- _Directions for this task_:
Write out each entry word for word.

(Saved entries)
- Opening Delimiter -

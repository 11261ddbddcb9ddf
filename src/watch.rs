//! Exclude-list file watching for hot-reload.

use std::ffi::OsString;
use std::path::{Path, PathBuf};
use std::sync::Arc;

use notify::event::ModifyKind;
use notify::{Config, Event, EventKind, RecommendedWatcher, RecursiveMode, Watcher};
use tokio::sync::mpsc;
use tracing::{debug, error, info, warn};

use crate::routing::Router;

#[derive(Debug, Clone, Copy, PartialEq, Eq)]
enum Action {
    Reload,
    Clear,
    /// Renamed: reload if something now sits at the path, clear otherwise.
    Renamed,
    Ignore,
}

fn classify(kind: &EventKind) -> Action {
    match kind {
        EventKind::Create(_) => Action::Reload,
        EventKind::Modify(ModifyKind::Name(_)) => Action::Renamed,
        EventKind::Modify(ModifyKind::Metadata(_)) => Action::Ignore,
        EventKind::Modify(_) => Action::Reload,
        EventKind::Remove(_) => Action::Clear,
        _ => Action::Ignore,
    }
}

/// Keeps the filesystem watch alive; dropping it stops reloads.
pub struct ExcludeWatcher {
    _watcher: RecommendedWatcher,
}

/// Watch the directory holding `path` and apply changes to `router`.
///
/// Notifications are handed to a dedicated task over a channel and applied
/// one after another; query handling never waits on it.
pub fn spawn(router: Arc<Router>, path: PathBuf) -> notify::Result<ExcludeWatcher> {
    let (tx, mut rx) = mpsc::unbounded_channel();
    let mut watcher = RecommendedWatcher::new(
        move |res: notify::Result<Event>| {
            let _ = tx.send(res);
        },
        Config::default(),
    )?;

    let dir = match path.parent() {
        Some(dir) if !dir.as_os_str().is_empty() => dir.to_path_buf(),
        _ => PathBuf::from("."),
    };
    watcher.watch(&dir, RecursiveMode::NonRecursive)?;
    info!(file = %path.display(), "watching exclude list");

    let file_name: Option<OsString> = path.file_name().map(ToOwned::to_owned);
    tokio::spawn(async move {
        while let Some(res) = rx.recv().await {
            let event = match res {
                Ok(event) => event,
                Err(e) => {
                    warn!(error = %e, "watch error");
                    continue;
                }
            };
            let targets_file = event
                .paths
                .iter()
                .any(|p| p.file_name() == file_name.as_deref());
            if !targets_file {
                continue;
            }
            debug!(kind = ?event.kind, "exclude list changed");
            apply(&router, &path, classify(&event.kind)).await;
        }
    });

    Ok(ExcludeWatcher { _watcher: watcher })
}

async fn apply(router: &Router, path: &Path, action: Action) {
    let action = match action {
        Action::Renamed if path.exists() => Action::Reload,
        Action::Renamed => Action::Clear,
        other => other,
    };
    match action {
        Action::Reload => {
            if let Err(e) = router.reload(path).await {
                error!(file = %path.display(), error = %e, "failed to reload exclude list");
            }
        }
        Action::Clear => {
            info!(file = %path.display(), "exclude list removed");
            router.clear().await;
        }
        Action::Renamed | Action::Ignore => {}
    }
}

#[cfg(test)]
mod tests {
    use super::*;
    use crate::routing::{RoutingTable, Tier, parse_exclude_list};
    use notify::event::{CreateKind, DataChange, MetadataKind, RemoveKind, RenameMode};
    use std::time::Duration;

    fn router(patterns: &str) -> Arc<Router> {
        let empty = || Tier::new("empty", Vec::new());
        let table = RoutingTable::new(empty(), empty(), empty());
        Arc::new(Router::new(table.with_patterns(parse_exclude_list(patterns))))
    }

    #[test]
    fn classify_events() {
        assert_eq!(classify(&EventKind::Create(CreateKind::File)), Action::Reload);
        assert_eq!(
            classify(&EventKind::Modify(ModifyKind::Data(DataChange::Content))),
            Action::Reload
        );
        assert_eq!(
            classify(&EventKind::Modify(ModifyKind::Name(RenameMode::From))),
            Action::Renamed
        );
        assert_eq!(
            classify(&EventKind::Modify(ModifyKind::Metadata(MetadataKind::Any))),
            Action::Ignore
        );
        assert_eq!(classify(&EventKind::Remove(RemoveKind::File)), Action::Clear);
    }

    #[tokio::test]
    async fn rename_away_clears_and_rename_into_place_reloads() {
        let dir = tempfile::tempdir().unwrap();
        let path = dir.path().join("exclude.list");
        let router = router("blocked.example");

        apply(&router, &path, Action::Renamed).await;
        assert!(router.snapshot().patterns().is_empty());

        std::fs::write(&path, "other.example\n").unwrap();
        apply(&router, &path, Action::Renamed).await;
        assert!(router.snapshot().is_excluded("other.example."));
    }

    #[tokio::test]
    async fn watcher_picks_up_writes_and_removal() {
        let dir = tempfile::tempdir().unwrap();
        let path = dir.path().join("exclude.list");
        std::fs::write(&path, "").unwrap();
        let router = router("");
        let _watcher = spawn(router.clone(), path.clone()).unwrap();

        std::fs::write(&path, "blocked.example\n").unwrap();
        let mut excluded = false;
        for _ in 0..100 {
            if router.snapshot().is_excluded("blocked.example.") {
                excluded = true;
                break;
            }
            tokio::time::sleep(Duration::from_millis(100)).await;
        }
        assert!(excluded);

        std::fs::remove_file(&path).unwrap();
        let mut cleared = false;
        for _ in 0..100 {
            if router.snapshot().patterns().is_empty() {
                cleared = true;
                break;
            }
            tokio::time::sleep(Duration::from_millis(100)).await;
        }
        assert!(cleared);
    }
}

- Closing Delimiter -

- _Answer area_:
repository 11261ddbddcb9ddf
filename src/watch.rs
//! Exclude-list file watching for hot-reload.

use std::ffi::OsString;
use std::path::{Path, PathBuf};
use std::sync::Arc;

use notify::event::ModifyKind;
use notify::{Config, Event, EventKind, RecommendedWatcher, RecursiveMode, Watcher};
use tokio::sync::mpsc;
use tracing::{debug, error, info, warn};

use crate::routing::Router;

#[derive(Debug, Clone, Copy, PartialEq, Eq)]
enum Action {
    Reload,
    Clear,
    /// Renamed: reload if something now sits at the path, clear otherwise.
    Renamed,
    Ignore,
}

fn classify(kind: &EventKind) -> Action {
    match kind {
        EventKind::Create(_) => Action::Reload,
        EventKind::Modify(ModifyKind::Name(_)) => Action::Renamed,
        EventKind::Modify(ModifyKind::Metadata(_)) => Action::Ignore,
        EventKind::Modify(_) => Action::Reload,
        EventKind::Remove(_) => Action::Clear,
        _ => Action::Ignore,
    }
}

/// Keeps the filesystem watch alive; dropping it stops reloads.
pub struct ExcludeWatcher {
    _watcher: RecommendedWatcher,
}

/// Watch the directory holding `path` and apply changes to `router`.
///
/// Notifications are handed to a dedicated task over a channel and applied
/// one after another; query handling never waits on it.
pub fn spawn(router: Arc<Router>, path: PathBuf) -> notify::Result<ExcludeWatcher> {
    let (tx, mut rx) = mpsc::unbounded_channel();
    let mut watcher = RecommendedWatcher::new(
        move |res: notify::Result<Event>| {
            let _ = tx.send(res);
        },
        Config::default(),
    )?;

    let dir = match path.parent() {
        Some(dir) if !dir.as_os_str().is_empty() => dir.to_path_buf(),
        _ => PathBuf::from("."),
    };
    watcher.watch(&dir, RecursiveMode::NonRecursive)?;
    info!(file = %path.display(), "watching exclude list");

    let file_name: Option<OsString> = path.file_name().map(ToOwned::to_owned);
    tokio::spawn(async move {
        while let Some(res) = rx.recv().await {
            let event = match res {
                Ok(event) => event,
                Err(e) => {
                    warn!(error = %e, "watch error");
                    continue;
                }
            };
            let targets_file = event
                .paths
                .iter()
                .any(|p| p.file_name() == file_name.as_deref());
            if !targets_file {
                continue;
            }
            debug!(kind = ?event.kind, "exclude list changed");
            apply(&router, &path, classify(&event.kind)).await;
        }
    });

    Ok(ExcludeWatcher { _watcher: watcher })
}

async fn apply(router: &Router, path: &Path, action: Action) {
    let action = match action {
        Action::Renamed if path.exists() => Action::Reload,
        Action::Renamed => Action::Clear,
        other => other,
    };
    match action {
        Action::Reload => {
            if let Err(e) = router.reload(path).await {
                error!(file = %path.display(), error = %e, "failed to reload exclude list");
            }
        }
        Action::Clear => {
            info!(file = %path.display(), "exclude list removed");
            router.clear().await;
        }
        Action::Renamed | Action::Ignore => {}
    }
}

#[cfg(test)]
mod tests {
    use super::*;
    use crate::routing::{RoutingTable, Tier, parse_exclude_list};
    use notify::event::{CreateKind, DataChange, MetadataKind, RemoveKind, RenameMode};
    use std::time::Duration;

    fn router(patterns: &str) -> Arc<Router> {
        let empty = || Tier::new("empty", Vec::new());
        let table = RoutingTable::new(empty(), empty(), empty());
        Arc::new(Router::new(table.with_patterns(parse_exclude_list(patterns))))
    }

    #[test]
    fn classify_events() {
        assert_eq!(classify(&EventKind::Create(CreateKind::File)), Action::Reload);
        assert_eq!(
            classify(&EventKind::Modify(ModifyKind::Data(DataChange::Content))),
            Action::Reload
        );
        assert_eq!(
            classify(&EventKind::Modify(ModifyKind::Name(RenameMode::From))),
            Action::Renamed
        );
        assert_eq!(
            classify(&EventKind::Modify(ModifyKind::Metadata(MetadataKind::Any))),
            Action::Ignore
        );
        assert_eq!(classify(&EventKind::Remove(RemoveKind::File)), Action::Clear);
    }

    #[tokio::test]
    async fn rename_away_clears_and_rename_into_place_reloads() {
        let dir = tempfile::tempdir().unwrap();
        let path = dir.path().join("exclude.list");
        let router = router("blocked.example");

        apply(&router, &path, Action::Renamed).await;
        assert!(router.snapshot().patterns().is_empty());

        std::fs::write(&path, "other.example\n").unwrap();
        apply(&router, &path, Action::Renamed).await;
        assert!(router.snapshot().is_excluded("other.example."));
    }

    #[tokio::test]
    async fn watcher_picks_up_writes_and_removal() {
        let dir = tempfile::tempdir().unwrap();
        let path = dir.path().join("exclude.list");
        std::fs::write(&path, "").unwrap();
        let router = router("");
        let _watcher = spawn(router.clone(), path.clone()).unwrap();

        std::fs::write(&path, "blocked.example\n").unwrap();
        let mut excluded = false;
        for _ in 0..100 {
            if router.snapshot().is_excluded("blocked.example.") {
                excluded = true;
                break;
            }
            tokio::time::sleep(Duration::from_millis(100)).await;
        }
        assert!(excluded);

        std::fs::remove_file(&path).unwrap();
        let mut cleared = false;
        for _ in 0..100 {
            if router.snapshot().patterns().is_empty() {
                cleared = true;
                break;
            }
            tokio::time::sleep(Duration::from_millis(100)).await;
        }
        assert!(cleared);
    }
}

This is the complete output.